§ **Data to process**
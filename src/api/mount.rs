//! Mount invocation: one device at one target, trying candidate types in order.

use log::Level;
use serde_json::json;

use super::errors::map::map_mount_errno;
use super::errors::ApiError;
use super::Mountyard;
use crate::constants::AUTO_FSTYPE;
use crate::flags::translate;
use crate::fs::FsCatalog;
use crate::logging::audit::AuditCtx;
use crate::logging::{AuditSink, FactsEmitter, StageLogger};
use crate::types::{Directive, MountError, MountOutcome, ResolvedMount};

/// Candidate filesystem types for one invocation, consumed in order.
/// A clone continues independently from the point the original has reached.
#[derive(Clone, Debug)]
pub struct Candidates<'a> {
    inner: Inner<'a>,
}

#[derive(Clone, Debug)]
enum Inner<'a> {
    Listed(std::str::Split<'a, char>),
    Catalog(std::slice::Iter<'a, String>),
}

impl<'a> Candidates<'a> {
    /// `auto` draws from the catalog; anything else is a comma-separated list
    /// whose empty pieces are skipped.
    pub fn new(fstype: &'a str, auto: &'a FsCatalog) -> Self {
        let inner = if fstype == AUTO_FSTYPE {
            Inner::Catalog(auto.list().iter())
        } else {
            Inner::Listed(fstype.split(','))
        };
        Self { inner }
    }
}

impl<'a> Iterator for Candidates<'a> {
    type Item = &'a str;

    fn next(&mut self) -> Option<&'a str> {
        match &mut self.inner {
            Inner::Listed(it) => it.find(|t| !t.is_empty()),
            Inner::Catalog(it) => it.next().map(String::as_str),
        }
    }
}

/// Fix every input of a mount before the first attempt: the type (an empty
/// type falls back to the policy default) and the translated bitmask.
pub(crate) fn resolve_request<'a>(
    fstype: &'a str,
    device: &'a str,
    target: &'a str,
    d: &'a Directive,
    default_fstype: &'a str,
) -> ResolvedMount<'a> {
    let fstype = if fstype.is_empty() {
        default_fstype
    } else {
        fstype
    };
    ResolvedMount {
        fstype,
        device,
        target,
        flags: translate(&d.options, d.defaults),
        data: &d.data,
        verbose: d.verbose,
        dry_run: d.fake,
    }
}

pub(crate) fn run<E: FactsEmitter, A: AuditSink>(
    api: &Mountyard<E, A>,
    req: &ResolvedMount<'_>,
    ctx: &AuditCtx<'_>,
) -> Result<MountOutcome, ApiError> {
    let slog = StageLogger::new(ctx);

    if req.dry_run {
        api.audit.log(
            Level::Info,
            &format!("Would mount {} type {} at {}", req.device, req.fstype, req.target),
        );
        slog.mount_result()
            .device(req.device)
            .target(req.target)
            .fstype(req.fstype)
            .field("flags", json!(req.flags.bits()))
            .emit_success();
        return Ok(MountOutcome::WouldMount {
            device: req.device.to_string(),
            target: req.target.to_string(),
            fstype: req.fstype.to_string(),
        });
    }

    let mut last: Option<(&str, std::io::Error)> = None;
    for (attempt, t) in Candidates::new(req.fstype, &api.auto).enumerate() {
        match api
            .mounter
            .mount(req.device, req.target, t, req.flags, req.data)
        {
            Ok(()) => {
                slog.mount_attempt()
                    .device(req.device)
                    .target(req.target)
                    .fstype(t)
                    .field("attempt", json!(attempt))
                    .emit_success();
                if req.verbose {
                    api.audit
                        .log(Level::Info, &format!("Mounted {} at {}", req.device, req.target));
                }
                slog.mount_result()
                    .device(req.device)
                    .target(req.target)
                    .fstype(t)
                    .field("flags", json!(req.flags.bits()))
                    .emit_success();
                return Ok(MountOutcome::Mounted {
                    device: req.device.to_string(),
                    target: req.target.to_string(),
                    fstype: t.to_string(),
                });
            }
            Err(e) => {
                log::debug!("mount {} at {} as {t}: {e}", req.device, req.target);
                slog.mount_attempt()
                    .device(req.device)
                    .target(req.target)
                    .fstype(t)
                    .field("attempt", json!(attempt))
                    .field("reason", json!(map_mount_errno(&e)))
                    .field("error", json!(e.to_string()))
                    .emit_failure();
                last = Some((t, e));
            }
        }
    }

    let err = match last {
        Some((t, source)) => MountError::Syscall {
            device: req.device.to_string(),
            fstype: t.to_string(),
            source,
        },
        None => MountError::NoCandidates {
            device: req.device.to_string(),
        },
    };
    slog.mount_result()
        .device(req.device)
        .target(req.target)
        .fstype(req.fstype)
        .field("error", json!(err.to_string()))
        .emit_failure();
    Err(err.into())
}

§ **Work to complete**
Return, exactly as they stand, the lines from the start of the records above through the line with "Inner::Listed(fstype.split(','))", both ends included, and no other lines.

§ **Worked solution**
filename src/api/mount.rs
//! Mount invocation: one device at one target, trying candidate types in order.

use log::Level;
use serde_json::json;

use super::errors::map::map_mount_errno;
use super::errors::ApiError;
use super::Mountyard;
use crate::constants::AUTO_FSTYPE;
use crate::flags::translate;
use crate::fs::FsCatalog;
use crate::logging::audit::AuditCtx;
use crate::logging::{AuditSink, FactsEmitter, StageLogger};
use crate::types::{Directive, MountError, MountOutcome, ResolvedMount};

/// Candidate filesystem types for one invocation, consumed in order.
/// A clone continues independently from the point the original has reached.
#[derive(Clone, Debug)]
pub struct Candidates<'a> {
    inner: Inner<'a>,
}

#[derive(Clone, Debug)]
enum Inner<'a> {
    Listed(std::str::Split<'a, char>),
    Catalog(std::slice::Iter<'a, String>),
}

impl<'a> Candidates<'a> {
    /// `auto` draws from the catalog; anything else is a comma-separated list
    /// whose empty pieces are skipped.
    pub fn new(fstype: &'a str, auto: &'a FsCatalog) -> Self {
        let inner = if fstype == AUTO_FSTYPE {
            Inner::Catalog(auto.list().iter())
        } else {
            Inner::Listed(fstype.split(','))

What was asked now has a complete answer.